Saya tak keberatan jika mantan tentara atau polisi --- artinya setelah pensiun, berhenti maupun mengundurkan diri --- dicalonkan atau mencalonkan diri sebagai Presiden, Gubernur, Walikota, Bupati atau wakil-wakilnya.
Demikian esensi sistem demokrasi yang kita junjung tinggi hari ini. Semua itu tentang hak dan kewajiban warga negara (sipil).
###
Di era Orde Baru, purnawirawan maupun perwira aktif Angkatan Bersenjata Republik Indonesia (ABRI) sering "ditunjuk" dan "terpilih" sebagai Menteri, Pimpinan Lembaga Non Kementerian, Komisaris maupun Direksi BUMN/BUMD, atau Kepala Daerah. Semua itu adalah hal yang "biasa". Bahkan mereka tetap berstatus aktif, tak perlu pensiun dini, dan sewaktu-waktu bisa kembali ke kesatuannya.
Merekalah golongan yang pernah "diistimewakan" di republik ini.
Sebagai warga negara berstatus "khusus", mereka pernah demikian kompak, terstruktur, dan rapih sehingga hampir tak terbantah dan tak terkalahkan. Supremasinya terpelihara masif melalui kebijakan dwifungsi yang dicanangkan Suharto. Maka sewajarnyalah jika mereka saling "menjaga" dan "melindungi".

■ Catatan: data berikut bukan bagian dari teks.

//! Tracker tempo → driver timer resolution
//!
//! The driver plays on a single hardware timer with a period of
//! `timer × 0.125 ms` (`timer` in 64..=256). A tracker row lasts
//! `1000 / ticks_per_second × speed` ms, so each row has to be expressed as
//! an integer number of driver ticks of one shared timer period.

use hashbrown::HashMap;
use smallvec::SmallVec;

use crate::config::{TimingConfig, TimingMode, TimingOverride};
use crate::error::{MmlError, Result};

/// Smallest timer register value
pub const TIMER_MIN: u16 = 64;
/// Largest timer register value
pub const TIMER_MAX: u16 = 256;
/// Timer register unit in milliseconds
pub const TIMER_UNIT_MS: f64 = 0.125;
/// Multipliers searched by the tolerance based policies (exclusive)
const MULTIPLIER_LIMIT: u32 = 60;

/// Longest row the driver tick counters can hold
pub const MAX_ROW_TICKS: u32 = u16::MAX as u32;

/// Float comparisons closer than this count as ties
const EPSILON: f64 = 1e-9;

/// Duration of one tracker row in milliseconds
pub fn row_duration_ms(ticks_per_second: f64, speed: u8) -> f64 {
    1000.0 / ticks_per_second * speed as f64
}

/// Timer register value and driver ticks per row
#[derive(Debug, Clone, Copy, PartialEq, Eq, Hash)]
pub struct TimerSetting {
    pub timer: u16,
    pub ticks: u32,
}

impl TimerSetting {
    /// Length of one driver tick in milliseconds
    pub fn tick_ms(self) -> f64 {
        self.timer as f64 * TIMER_UNIT_MS
    }

    /// Row duration this setting produces
    pub fn row_ms(self) -> f64 {
        self.tick_ms() * self.ticks as f64
    }
}

/// Shared timer plus driver ticks for each entry of a speed pattern
#[derive(Debug, Clone, PartialEq, Eq)]
pub struct GrooveTiming {
    pub timer: u16,
    /// Driver ticks per row, aligned with the speed pattern
    pub ticks: SmallVec<[u32; 4]>,
}

fn timers() -> impl Iterator<Item = u16> {
    TIMER_MIN..=TIMER_MAX
}

fn error_ms(row_ms: f64, timer: u16, ticks: u32) -> f64 {
    (row_ms - timer as f64 * TIMER_UNIT_MS * ticks as f64).abs()
}

/// Best multiplier for one timer: floor or ceil of the ratio, at least 1
fn nearest_multiplier(row_ms: f64, timer: u16) -> (u32, f64) {
    let ratio = row_ms / (timer as f64 * TIMER_UNIT_MS);
    let floor = (ratio.floor() as u32).max(1);
    let ceil = (ratio.ceil() as u32).max(1);
    let floor_error = error_ms(row_ms, timer, floor);
    let ceil_error = error_ms(row_ms, timer, ceil);
    if ceil_error + EPSILON < floor_error {
        (ceil, ceil_error)
    } else {
        (floor, floor_error)
    }
}

/// Timer with the smallest row duration error (ties keep the smallest timer)
pub fn low_error(row_ms: f64) -> (TimerSetting, f64) {
    let mut best = TimerSetting {
        timer: TIMER_MIN,
        ticks: 1,
    };
    let mut best_error = f64::INFINITY;
    for timer in timers() {
        let (ticks, error) = nearest_multiplier(row_ms, timer);
        if error + EPSILON < best_error {
            best = TimerSetting { timer, ticks };
            best_error = error;
        }
    }
    (best, best_error)
}

/// Largest multiplier whose error is under `tolerance_ms`
///
/// Ties are broken by the smaller error, then the smaller timer.
pub fn lowest_error(row_ms: f64, tolerance_ms: f64) -> Option<(TimerSetting, f64)> {
    let mut best: Option<(TimerSetting, f64)> = None;
    for timer in timers() {
        for ticks in 1..MULTIPLIER_LIMIT {
            let error = error_ms(row_ms, timer, ticks);
            if error >= tolerance_ms {
                continue;
            }
            let better = match best {
                None => true,
                Some((current, current_error)) => {
                    ticks > current.ticks
                        || (ticks == current.ticks && error + EPSILON < current_error)
                }
            };
            if better {
                best = Some((TimerSetting { timer, ticks }, error));
            }
        }
    }
    best
}

/// Best multiplier in the searched range for one timer
fn best_bounded_multiplier(row_ms: f64, timer: u16) -> (u32, f64) {
    let mut best = (1, error_ms(row_ms, timer, 1));
    for ticks in 2..MULTIPLIER_LIMIT {
        let error = error_ms(row_ms, timer, ticks);
        if error + EPSILON < best.1 {
            best = (ticks, error);
        }
    }
    best
}

/// Timer shared by several speeds, minimizing the summed error
fn groove_search(row_ms: &[f64], tolerance_ms: f64) -> Option<(u16, SmallVec<[u32; 4]>)> {
    let mut best: Option<(u16, SmallVec<[u32; 4]>, f64)> = None;
    for timer in timers() {
        let mut ticks = SmallVec::new();
        let mut total = 0.0;
        let mut fits = true;
        for &ms in row_ms {
            let (multiplier, error) = best_bounded_multiplier(ms, timer);
            if error >= tolerance_ms {
                fits = false;
                break;
            }
            ticks.push(multiplier);
            total += error;
        }
        if !fits {
            continue;
        }
        if best.as_ref().is_none_or(|b| total + EPSILON < b.2) {
            best = Some((timer, ticks, total));
        }
    }
    best.map(|(timer, ticks, _)| (timer, ticks))
}

/// Memoizing tempo resolver
///
/// Results only depend on the configuration and the arguments; the caches
/// never change what is returned.
#[derive(Debug, Clone)]
pub struct TempoResolver {
    config: TimingConfig,
    single: HashMap<(u64, u8), TimerSetting>,
    patterns: HashMap<(u64, Vec<u8>), GrooveTiming>,
}

impl TempoResolver {
    pub fn new(config: TimingConfig) -> Self {
        Self {
            config,
            single: HashMap::new(),
            patterns: HashMap::new(),
        }
    }

    /// Timing configuration in use
    pub fn config(&self) -> &TimingConfig {
        &self.config
    }

    fn find_override(&self, ticks_per_second: f64, speed: u8) -> Option<&TimingOverride> {
        self.config.overrides.iter().find(|o| {
            o.speed == speed && (o.ticks_per_second - ticks_per_second).abs() < EPSILON
        })
    }

    /// Resolve one tempo and speed
    pub fn resolve(&mut self, ticks_per_second: f64, speed: u8) -> Result<TimerSetting> {
        let unresolvable = || MmlError::TimingUnresolvable {
            ticks_per_second,
            speeds: vec![speed],
        };
        if !(ticks_per_second.is_finite() && ticks_per_second > 0.0) || speed == 0 {
            return Err(unresolvable());
        }

        if let Some(o) = self.find_override(ticks_per_second, speed) {
            if !(TIMER_MIN..=TIMER_MAX).contains(&o.timer) || o.ticks == 0 {
                return Err(MmlError::InvalidTimingOverride {
                    ticks_per_second,
                    speed,
                    timer: o.timer,
                    ticks: o.ticks,
                });
            }
            return Ok(TimerSetting {
                timer: o.timer,
                ticks: o.ticks as u32,
            });
        }

        let key = (ticks_per_second.to_bits(), speed);
        if let Some(setting) = self.single.get(&key) {
            return Ok(*setting);
        }

        let row_ms = row_duration_ms(ticks_per_second, speed);
        let (setting, error) = match self.config.mode {
            TimingMode::LowError => low_error(row_ms),
            TimingMode::LowestError => lowest_error(row_ms, self.config.tolerance_ms)
                .unwrap_or_else(|| low_error(row_ms)),
        };
        if setting.ticks > MAX_ROW_TICKS {
            return Err(unresolvable());
        }
        tracing::debug!(
            "{} ticks/s speed {}: timer {} x {} (error {:.3} ms)",
            ticks_per_second,
            speed,
            setting.timer,
            setting.ticks,
            error
        );

        self.single.insert(key, setting);
        Ok(setting)
    }

    /// Resolve a speed pattern onto one shared timer
    ///
    /// A pattern that only repeats one speed resolves like a plain speed.
    pub fn resolve_pattern(&mut self, ticks_per_second: f64, pattern: &[u8]) -> Result<GrooveTiming> {
        let unresolvable = || MmlError::TimingUnresolvable {
            ticks_per_second,
            speeds: pattern.to_vec(),
        };
        let Some(&first) = pattern.first() else {
            return Err(unresolvable());
        };
        if pattern.iter().all(|&s| s == first) {
            let setting = self.resolve(ticks_per_second, first)?;
            return Ok(GrooveTiming {
                timer: setting.timer,
                ticks: pattern.iter().map(|_| setting.ticks).collect(),
            });
        }
        if !(ticks_per_second.is_finite() && ticks_per_second > 0.0) || pattern.contains(&0) {
            return Err(unresolvable());
        }

        let key = (ticks_per_second.to_bits(), pattern.to_vec());
        if let Some(timing) = self.patterns.get(&key) {
            return Ok(timing.clone());
        }

        let row_ms: SmallVec<[f64; 4]> = pattern
            .iter()
            .map(|&s| row_duration_ms(ticks_per_second, s))
            .collect();
        let (timer, ticks) = groove_search(&row_ms, self.config.tolerance_ms)
            .or_else(|| {
                tracing::debug!(
                    "groove {:?} at {} ticks/s: widening tolerance to {} ms",
                    pattern,
                    ticks_per_second,
                    self.config.fallback_tolerance_ms
                );
                groove_search(&row_ms, self.config.fallback_tolerance_ms)
            })
            .ok_or_else(unresolvable)?;

        let timing = GrooveTiming { timer, ticks };
        tracing::debug!(
            "groove {:?} at {} ticks/s: timer {} x {:?}",
            pattern,
            ticks_per_second,
            timing.timer,
            timing.ticks
        );
        self.patterns.insert(key, timing.clone());
        Ok(timing)
    }
}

Semua itu berakhir ketika Gerakan Reformasi 1998 bergulir yang diikuti dengan mundurnya Suharto dan runtuhnya Orde Baru. ABRI kemudian dipecah menjadi TNI (Tentara Nasional Indonesia) yang difokuskan pada fungsi pertahanan dan keamanan terhadap ancaman kedaulatan Negara, dan Kepolisian yang ditujukan untuk menjaga ketertiban masyarakat.
###
Indonesia memang kemudian tertatih mereformasi dan membenahi dirinya. Apa yang telah terbentuk dan menjadi selama 32 tahun kekuasaan sentralistis pemerintahan sebelumnya --- terutama dalam sistem nilai, budaya, dan prilaku masyarakat terhadap korupsi, kolusi, dan nepotisme --- telah hampir menjadi sebuah keniscayaan yang sempurna.
Diantara sekian banyak agenda reformasi yang dilakoni bangsa kita, proses yang berlangsung di tubuh ABRI/TNI merupakan yang terbaik. Mereka "hampir" sungguh-sungguh kembali ke barak, menjadi warga pilihan yang dimiliki semua kelompok dan golongan masyarakat, serta tak lagi terlibat dalam politik praktis. Fraksi khusus yang menaungi kepentingan dan aspirasi politiknya di DPR ditiadakan. Bisnis yang mereka kuasai maupun berbagai kegiatan usaha yang "mencatut nama" mereka juga dihentikan.
Meskipun disana-sini berlangsung riak kecil --- terutama akibat perselisihannya dengan oknum-oknum Kepolisian karena seluruh "keterlibatan" mereka dalam kehidupan masyarakat sipil telah ditiadakan --- TNI kita tetap berbaris rapih kembali ke baraknya. Sungguh suatu upaya yang sama sekali tak mudah dan tak murah.